Records for processing
// SPDX-License-Identifier: MPL-2.0
//! File helpers for diagnostic report export.

use std::fs;
use std::io;
use std::path::Path;

use chrono::Local;

/// Default file name for a report, stamped with the local time.
#[must_use]
pub fn generate_default_filename() -> String {
    format!(
        "preview_player_diagnostics_{}.json",
        Local::now().format("%Y%m%d_%H%M%S")
    )
}

/// Writes `content` to `path` through a temporary file and a rename.
///
/// # Errors
///
/// Returns the underlying I/O error; the temporary file is removed on failure.
pub fn write_atomic(path: &Path, content: &str) -> io::Result<()> {
    let temp_path = path.with_extension("json.tmp");

    fs::write(&temp_path, content)?;

    if let Err(e) = fs::rename(&temp_path, path) {
        let _ = fs::remove_file(&temp_path);
        return Err(e);
    }

    Ok(())
}

#[cfg(test)]
mod tests {
    use super::*;
    use tempfile::tempdir;

    #[test]
    fn default_filename_is_json() {
        let name = generate_default_filename();
        assert!(name.starts_with("preview_player_diagnostics_"));
        assert!(name.ends_with(".json"));
    }

    #[test]
    fn write_atomic_leaves_no_temp_file() {
        let dir = tempdir().expect("failed to create temp dir");
        let path = dir.path().join("report.json");

        write_atomic(&path, "{}").expect("write should succeed");

        assert_eq!(fs::read_to_string(&path).expect("read"), "{}");
        assert!(!dir.path().join("report.json.tmp").exists());
    }

    #[test]
    fn write_atomic_fails_in_missing_directory() {
        let dir = tempdir().expect("failed to create temp dir");
        let path = dir.path().join("missing").join("report.json");
        assert!(write_atomic(&path, "{}").is_err());
    }
}
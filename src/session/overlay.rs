// SPDX-License-Identifier: MPL-2.0
//! Visibility tracking for the transient controls overlay.
//!
//! The overlay hides itself on its own timer, so the session never hears
//! about it. This mirrors that timer to answer "is it up right now?".

use std::time::{Duration, Instant};

/// Mirror of the overlay's show/hide timing.
#[derive(Debug, Clone, Default)]
pub struct State {
    /// When the overlay was last shown, and for how long.
    shown: Option<(Instant, Duration)>,
}

/// Messages for the overlay tracker.
#[derive(Debug, Clone, Copy)]
pub enum Message {
    /// The overlay was asked to show for a window.
    Shown(Duration),
    /// The overlay was asked to hide.
    Hidden,
}

impl State {
    /// Handle an overlay message.
    pub fn handle(&mut self, msg: Message) {
        match msg {
            Message::Shown(window) => self.shown = Some((Instant::now(), window)),
            Message::Hidden => self.shown = None,
        }
    }

    /// Whether the overlay is still within its visibility window.
    #[must_use]
    pub fn is_visible(&self) -> bool {
        self.shown
            .is_some_and(|(at, window)| at.elapsed() < window)
    }
}
// SPDX-License-Identifier: MPL-2.0
//! Resolved source handed to the render surface.

use std::fmt;
use std::path::PathBuf;

/// A source the render surface can load.
#[derive(Debug, Clone, PartialEq, Eq)]
pub enum PlayableLocation {
    /// File already present on local storage.
    Local(PathBuf),
    /// Streamed from the account's server.
    Remote(String),
}

impl PlayableLocation {
    /// Returns true if the surface will stream over the network.
    #[must_use]
    pub fn is_remote(&self) -> bool {
        matches!(self, Self::Remote(_))
    }
}

impl fmt::Display for PlayableLocation {
    fn fmt(&self, f: &mut fmt::Formatter<'_>) -> fmt::Result {
        match self {
            Self::Local(path) => write!(f, "{}", path.display()),
            Self::Remote(uri) => write!(f, "{uri}"),
        }
    }
}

Exercise directions
The material is to be output in full, exactly as it stands.

Answer to the problem
// SPDX-License-Identifier: MPL-2.0
//! File helpers for diagnostic report export.

use std::fs;
use std::io;
use std::path::Path;

use chrono::Local;

/// Default file name for a report, stamped with the local time.
#[must_use]
pub fn generate_default_filename() -> String {
    format!(
        "preview_player_diagnostics_{}.json",
        Local::now().format("%Y%m%d_%H%M%S")
    )
}

/// Writes `content` to `path` through a temporary file and a rename.
///
/// # Errors
///
/// Returns the underlying I/O error; the temporary file is removed on failure.
pub fn write_atomic(path: &Path, content: &str) -> io::Result<()> {
    let temp_path = path.with_extension("json.tmp");

    fs::write(&temp_path, content)?;

    if let Err(e) = fs::rename(&temp_path, path) {
        let _ = fs::remove_file(&temp_path);
        return Err(e);
    }

    Ok(())
}

#[cfg(test)]
mod tests {
    use super::*;
    use tempfile::tempdir;

    #[test]
    fn default_filename_is_json() {
        let name = generate_default_filename();
        assert!(name.starts_with("preview_player_diagnostics_"));
        assert!(name.ends_with(".json"));
    }

    #[test]
    fn write_atomic_leaves_no_temp_file() {
        let dir = tempdir().expect("failed to create temp dir");
        let path = dir.path().join("report.json");

        write_atomic(&path, "{}").expect("write should succeed");

        assert_eq!(fs::read_to_string(&path).expect("read"), "{}");
        assert!(!dir.path().join("report.json.tmp").exists());
    }

    #[test]
    fn write_atomic_fails_in_missing_directory() {
        let dir = tempdir().expect("failed to create temp dir");
        let path = dir.path().join("missing").join("report.json");
        assert!(write_atomic(&path, "{}").is_err());
    }
}
filename src/session/overlay.rs
// SPDX-License-Identifier: MPL-2.0
//! Visibility tracking for the transient controls overlay.
//!
//! The overlay hides itself on its own timer, so the session never hears
//! about it. This mirrors that timer to answer "is it up right now?".

use std::time::{Duration, Instant};

/// Mirror of the overlay's show/hide timing.
#[derive(Debug, Clone, Default)]
pub struct State {
    /// When the overlay was last shown, and for how long.
    shown: Option<(Instant, Duration)>,
}

/// Messages for the overlay tracker.
#[derive(Debug, Clone, Copy)]
pub enum Message {
    /// The overlay was asked to show for a window.
    Shown(Duration),
    /// The overlay was asked to hide.
    Hidden,
}

impl State {
    /// Handle an overlay message.
    pub fn handle(&mut self, msg: Message) {
        match msg {
            Message::Shown(window) => self.shown = Some((Instant::now(), window)),
            Message::Hidden => self.shown = None,
        }
    }

    /// Whether the overlay is still within its visibility window.
    #[must_use]
    pub fn is_visible(&self) -> bool {
        self.shown
            .is_some_and(|(at, window)| at.elapsed() < window)
    }
}
// SPDX-License-Identifier: MPL-2.0
//! Resolved source handed to the render surface.

use std::fmt;
use std::path::PathBuf;

/// A source the render surface can load.
#[derive(Debug, Clone, PartialEq, Eq)]
pub enum PlayableLocation {
    /// File already present on local storage.
    Local(PathBuf),
    /// Streamed from the account's server.
    Remote(String),
}

impl PlayableLocation {
    /// Returns true if the surface will stream over the network.
    #[must_use]
    pub fn is_remote(&self) -> bool {
        matches!(self, Self::Remote(_))
    }
}

impl fmt::Display for PlayableLocation {
    fn fmt(&self, f: &mut fmt::Formatter<'_>) -> fmt::Result {
        match self {
            Self::Local(path) => write!(f, "{}", path.display()),
            Self::Remote(uri) => write!(f, "{uri}"),
        }
    }
}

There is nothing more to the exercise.